The council said its report “concludes that the Smithsonian Institution, and the National Museum of American History in particular, under its current leadership and current interpretive ideology, cannot be trusted to tell America’s story honestly and in a way that is inspiring, unifying, and worthy of our great republic.”

Under key findings, the report highlighted NMAH’s “Anti-White Activism,” “Illegal Alien Activism,” and “Transgender Activism.”

“In both theory and practice, NMAH is a clear and institutionalized example of intersectional critical theory—an intellectual framework rooted in Marxism that seeks to radically transform society by revealing and challenging alleged ‘overlapping systems of oppression’—applied to American history,” the report stated.

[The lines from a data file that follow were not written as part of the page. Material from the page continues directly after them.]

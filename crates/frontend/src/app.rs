use crate::domain::carousel_item::ui::CarouselItemForm;
use leptos::prelude::*;

#[component]
pub fn App() -> impl IntoView {
    view! {
        <div style="max-width: 720px; margin: 0 auto; padding: 20px;">
            <h2 style="margin: 0 0 16px 0; font-size: 18px;">"Carousel item"</h2>
            <CarouselItemForm />
        </div>
    }
}
pub mod details;

pub use details::CarouselItemForm;
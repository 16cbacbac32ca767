use serde::{Deserialize, Serialize};

/// One recipe offered in the source select of the carousel item form.
#[derive(Debug, Clone, Serialize, Deserialize)]
pub struct RecipeSummary {
    pub id: i64,
    pub name: String,
}

/// One image of a recipe, as the admin images endpoint returns it.
///
/// Field names follow the endpoint's wire format.
#[derive(Debug, Clone, Serialize, Deserialize)]
pub struct RecipeImage {
    pub id: i64,
    pub url: String,
    pub order: i32,
    pub recipe_id: i64,
    pub recipe_name: String,
}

The document also said, “Anthea Hartig, NMAH’s director since 2019, has explicitly stated that she sees history as a ‘prime tool of social justice’ and one of her roles as connecting ‘research and scholarship to activism and advocacy.’”

The report indicates President Donald Trump’s administration may be preparing a team of officials to take over the museum, according to the Associated Press (AP).

In July 2025, Breitbart News reported the White House was taking aim at “divisive political narratives” at the NMAH’s Entertainment Nation exhibition.

The following month, Breitbart News’s Katherine Hamilton noted:

In its review of Smithsonian museums, the White House has compiled several examples of what it says are overly negative portrayals of U.S. history.

In a document obtained by the Guardian, the Trump administration gives examples, based on public submissions, of troublesome exhibits at seven different museums. Some examples include a Benjamin Franklin exhibit that credits his scientific achievements to his ownership of slaves, and another example is a film about George Floyd that the administration says mischaracterizes law enforcement, according to the report.

The council’s recent report said the “serious concerns” raised in the document were about “whether America’s premier history museum still presents America as a coherent nation and heritage worth teaching with gratitude and honesty.”

“The Museum can broaden the story without dissolving the story. It can and should acknowledge slavery, injustice, mistreatment of Native peoples, and other grave wrongs,” the report added, “without encouraging citizens to view their country mainly through suspicion, resentment, and division. But that is not what the National Museum of American History is doing.”